#### The input ####

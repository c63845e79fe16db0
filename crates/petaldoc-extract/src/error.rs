use std::path::PathBuf;

use thiserror::Error;

/// Errors that can occur while collecting source files for extraction.
///
/// Individual files that fail to parse never produce an error; extraction
/// simply yields nothing for them.
#[derive(Debug, Error)]
pub enum ExtractError {
  /// A source file could not be read or was not valid UTF-8.
  #[error("failed to read `{path}`: {source}")]
  ReadFile {
    path:   PathBuf,
    #[source]
    source: std::io::Error,
  },

  /// The input directory itself could not be walked.
  #[error("failed to walk `{path}`: {source}")]
  Walk {
    path:   PathBuf,
    #[source]
    source: walkdir::Error,
  },
}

####

> Directions:
The whole listing, restated word for word, is the expected answer.

> Output of the task:
repository c63845e79fe16db0
filename crates/petaldoc-extract/src/error.rs
use std::path::PathBuf;

use thiserror::Error;

/// Errors that can occur while collecting source files for extraction.
///
/// Individual files that fail to parse never produce an error; extraction
/// simply yields nothing for them.
#[derive(Debug, Error)]
pub enum ExtractError {
  /// A source file could not be read or was not valid UTF-8.
  #[error("failed to read `{path}`: {source}")]
  ReadFile {
    path:   PathBuf,
    #[source]
    source: std::io::Error,
  },

  /// The input directory itself could not be walked.
  #[error("failed to walk `{path}`: {source}")]
  Walk {
    path:   PathBuf,
    #[source]
    source: walkdir::Error,
  },
}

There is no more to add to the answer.